WHAT NEEDS TO BE DONE
Repeat the whole listing exactly as written.

=== MATERIALS PROVIDED ===

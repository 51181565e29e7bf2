// Copyright 2025 the Berth Authors
// SPDX-License-Identifier: Apache-2.0 OR MIT

//! Row/column cell allocation inside a rectangular body.
//!
//! A [`LayoutCursor`] hands out cells left to right according to the current
//! row description, wrapping to a new row when the description is used up.
//! It records how far allocations reached so the enclosing region can size
//! its scrollbars.

use kurbo::{Point, Rect, Size, Vec2};
use smallvec::{SmallVec, smallvec};

use crate::Style;

/// Requested size of a cell along one axis.
#[derive(Copy, Clone, Debug, PartialEq)]
#[cfg_attr(feature = "serde", derive(serde::Serialize, serde::Deserialize))]
pub enum Extent {
    /// The style default ([`Style::cell_width`] or [`Style::row_height`]).
    Auto,
    /// Exactly this many logical units.
    Fixed(f64),
    /// Share whatever is left of the row (or of the body height).
    Fill,
}

#[derive(Clone, Debug)]
struct LayoutState {
    body: Rect,
    widths: SmallVec<[Extent; 8]>,
    height: Extent,
    item: usize,
    /// Next cell position, relative to `body.origin()`.
    position: Vec2,
    next_row: f64,
    /// Furthest extent reached by any cell, relative to `body.origin()`.
    max: Vec2,
}

impl LayoutState {
    fn new(body: Rect) -> Self {
        Self {
            body,
            widths: smallvec![Extent::Fill],
            height: Extent::Auto,
            item: 0,
            position: Vec2::ZERO,
            next_row: 0.0,
            max: Vec2::ZERO,
        }
    }
}

/// Sequential cell allocator for one region.
#[derive(Clone, Debug)]
pub struct LayoutCursor {
    state: LayoutState,
    columns: SmallVec<[LayoutState; 4]>,
    spacing: f64,
    cell_width: f64,
    row_height: f64,
}

impl LayoutCursor {
    /// Start allocating at the top-left of `body`.
    ///
    /// Scrolled regions pass a body whose origin is already shifted by the
    /// scroll offset; content extent is measured from that origin.
    pub fn new(body: Rect, style: &Style) -> Self {
        Self {
            state: LayoutState::new(body),
            columns: SmallVec::new(),
            spacing: style.spacing,
            cell_width: style.cell_width,
            row_height: style.row_height,
        }
    }

    /// Describe the following rows: one cell per entry of `widths`, all of
    /// the given `height`. Starts a new row.
    pub fn row(&mut self, widths: &[Extent], height: Extent) {
        let s = &mut self.state;
        s.widths = if widths.is_empty() {
            smallvec![Extent::Fill]
        } else {
            SmallVec::from_slice(widths)
        };
        s.height = height;
        s.item = 0;
        s.position = Vec2::new(0.0, s.next_row);
    }

    /// Allocate the next cell.
    pub fn next(&mut self) -> Rect {
        if self.state.item == self.state.widths.len() {
            let widths = core::mem::take(&mut self.state.widths);
            let height = self.state.height;
            self.row(&widths, height);
        }
        let width = self.resolve_width();
        let height = match self.state.height {
            Extent::Auto => self.row_height,
            Extent::Fixed(h) => h.max(0.0),
            Extent::Fill => (self.state.body.height() - self.state.position.y).max(0.0),
        };

        let s = &mut self.state;
        let local = Rect::from_origin_size(
            Point::new(s.position.x, s.position.y),
            Size::new(width, height),
        );
        s.item += 1;
        s.position.x += width + self.spacing;
        s.next_row = s.next_row.max(local.y1 + self.spacing);
        s.max.x = s.max.x.max(local.x1);
        s.max.y = s.max.y.max(local.y1);
        local + s.body.origin().to_vec2()
    }

    fn resolve_width(&self) -> f64 {
        let s = &self.state;
        let fixed = |e: Extent| match e {
            Extent::Auto => self.cell_width,
            Extent::Fixed(w) => w.max(0.0),
            Extent::Fill => 0.0,
        };
        match s.widths[s.item] {
            Extent::Fill => {
                let rest = &s.widths[s.item..];
                let fills = rest.iter().filter(|e| matches!(e, Extent::Fill)).count();
                let reserved: f64 = rest[1..].iter().map(|&e| fixed(e) + self.spacing).sum();
                let available = s.body.width() - s.position.x - reserved;
                (available / fills as f64).max(0.0)
            }
            other => fixed(other),
        }
    }

    /// Nest a vertical sub-layout inside the next cell.
    pub fn begin_column(&mut self) {
        let cell = self.next();
        let parent = core::mem::replace(&mut self.state, LayoutState::new(cell));
        self.columns.push(parent);
    }

    /// Close the column opened by [`LayoutCursor::begin_column`], growing the
    /// parent by whatever the column's content reached.
    pub fn end_column(&mut self) {
        let Some(parent) = self.columns.pop() else {
            debug_assert!(false, "end_column without matching begin_column");
            tracing::error!("end_column without matching begin_column; ignored");
            return;
        };
        let column = core::mem::replace(&mut self.state, parent);
        let offset = column.body.origin() - self.state.body.origin();
        let reach = offset + column.max;
        let s = &mut self.state;
        s.max.x = s.max.x.max(reach.x);
        s.max.y = s.max.y.max(reach.y);
        s.next_row = s.next_row.max(reach.y + self.spacing);
    }

    /// Nesting depth of open columns.
    pub fn column_depth(&self) -> usize {
        self.columns.len()
    }

    /// The rectangle cells are allocated in.
    pub fn body(&self) -> Rect {
        self.state.body
    }

    /// Size of everything allocated so far, measured from the body origin.
    pub fn content_size(&self) -> Size {
        Size::new(self.state.max.x, self.state.max.y)
    }
}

===

RESPONSE
repository 51181565e29e7bf2
// Copyright 2025 the Berth Authors
// SPDX-License-Identifier: Apache-2.0 OR MIT

//! Row/column cell allocation inside a rectangular body.
//!
//! A [`LayoutCursor`] hands out cells left to right according to the current
//! row description, wrapping to a new row when the description is used up.
//! It records how far allocations reached so the enclosing region can size
//! its scrollbars.

use kurbo::{Point, Rect, Size, Vec2};
use smallvec::{SmallVec, smallvec};

use crate::Style;

/// Requested size of a cell along one axis.
#[derive(Copy, Clone, Debug, PartialEq)]
#[cfg_attr(feature = "serde", derive(serde::Serialize, serde::Deserialize))]
pub enum Extent {
    /// The style default ([`Style::cell_width`] or [`Style::row_height`]).
    Auto,
    /// Exactly this many logical units.
    Fixed(f64),
    /// Share whatever is left of the row (or of the body height).
    Fill,
}

#[derive(Clone, Debug)]
struct LayoutState {
    body: Rect,
    widths: SmallVec<[Extent; 8]>,
    height: Extent,
    item: usize,
    /// Next cell position, relative to `body.origin()`.
    position: Vec2,
    next_row: f64,
    /// Furthest extent reached by any cell, relative to `body.origin()`.
    max: Vec2,
}

impl LayoutState {
    fn new(body: Rect) -> Self {
        Self {
            body,
            widths: smallvec![Extent::Fill],
            height: Extent::Auto,
            item: 0,
            position: Vec2::ZERO,
            next_row: 0.0,
            max: Vec2::ZERO,
        }
    }
}

/// Sequential cell allocator for one region.
#[derive(Clone, Debug)]
pub struct LayoutCursor {
    state: LayoutState,
    columns: SmallVec<[LayoutState; 4]>,
    spacing: f64,
    cell_width: f64,
    row_height: f64,
}

impl LayoutCursor {
    /// Start allocating at the top-left of `body`.
    ///
    /// Scrolled regions pass a body whose origin is already shifted by the
    /// scroll offset; content extent is measured from that origin.
    pub fn new(body: Rect, style: &Style) -> Self {
        Self {
            state: LayoutState::new(body),
            columns: SmallVec::new(),
            spacing: style.spacing,
            cell_width: style.cell_width,
            row_height: style.row_height,
        }
    }

    /// Describe the following rows: one cell per entry of `widths`, all of
    /// the given `height`. Starts a new row.
    pub fn row(&mut self, widths: &[Extent], height: Extent) {
        let s = &mut self.state;
        s.widths = if widths.is_empty() {
            smallvec![Extent::Fill]
        } else {
            SmallVec::from_slice(widths)
        };
        s.height = height;
        s.item = 0;
        s.position = Vec2::new(0.0, s.next_row);
    }

    /// Allocate the next cell.
    pub fn next(&mut self) -> Rect {
        if self.state.item == self.state.widths.len() {
            let widths = core::mem::take(&mut self.state.widths);
            let height = self.state.height;
            self.row(&widths, height);
        }
        let width = self.resolve_width();
        let height = match self.state.height {
            Extent::Auto => self.row_height,
            Extent::Fixed(h) => h.max(0.0),
            Extent::Fill => (self.state.body.height() - self.state.position.y).max(0.0),
        };

        let s = &mut self.state;
        let local = Rect::from_origin_size(
            Point::new(s.position.x, s.position.y),
            Size::new(width, height),
        );
        s.item += 1;
        s.position.x += width + self.spacing;
        s.next_row = s.next_row.max(local.y1 + self.spacing);
        s.max.x = s.max.x.max(local.x1);
        s.max.y = s.max.y.max(local.y1);
        local + s.body.origin().to_vec2()
    }

    fn resolve_width(&self) -> f64 {
        let s = &self.state;
        let fixed = |e: Extent| match e {
            Extent::Auto => self.cell_width,
            Extent::Fixed(w) => w.max(0.0),
            Extent::Fill => 0.0,
        };
        match s.widths[s.item] {
            Extent::Fill => {
                let rest = &s.widths[s.item..];
                let fills = rest.iter().filter(|e| matches!(e, Extent::Fill)).count();
                let reserved: f64 = rest[1..].iter().map(|&e| fixed(e) + self.spacing).sum();
                let available = s.body.width() - s.position.x - reserved;
                (available / fills as f64).max(0.0)
            }
            other => fixed(other),
        }
    }

    /// Nest a vertical sub-layout inside the next cell.
    pub fn begin_column(&mut self) {
        let cell = self.next();
        let parent = core::mem::replace(&mut self.state, LayoutState::new(cell));
        self.columns.push(parent);
    }

    /// Close the column opened by [`LayoutCursor::begin_column`], growing the
    /// parent by whatever the column's content reached.
    pub fn end_column(&mut self) {
        let Some(parent) = self.columns.pop() else {
            debug_assert!(false, "end_column without matching begin_column");
            tracing::error!("end_column without matching begin_column; ignored");
            return;
        };
        let column = core::mem::replace(&mut self.state, parent);
        let offset = column.body.origin() - self.state.body.origin();
        let reach = offset + column.max;
        let s = &mut self.state;
        s.max.x = s.max.x.max(reach.x);
        s.max.y = s.max.y.max(reach.y);
        s.next_row = s.next_row.max(reach.y + self.spacing);
    }

    /// Nesting depth of open columns.
    pub fn column_depth(&self) -> usize {
        self.columns.len()
    }

    /// The rectangle cells are allocated in.
    pub fn body(&self) -> Rect {
        self.state.body
    }

    /// Size of everything allocated so far, measured from the body origin.
    pub fn content_size(&self) -> Size {
        Size::new(self.state.max.x, self.state.max.y)
    }
}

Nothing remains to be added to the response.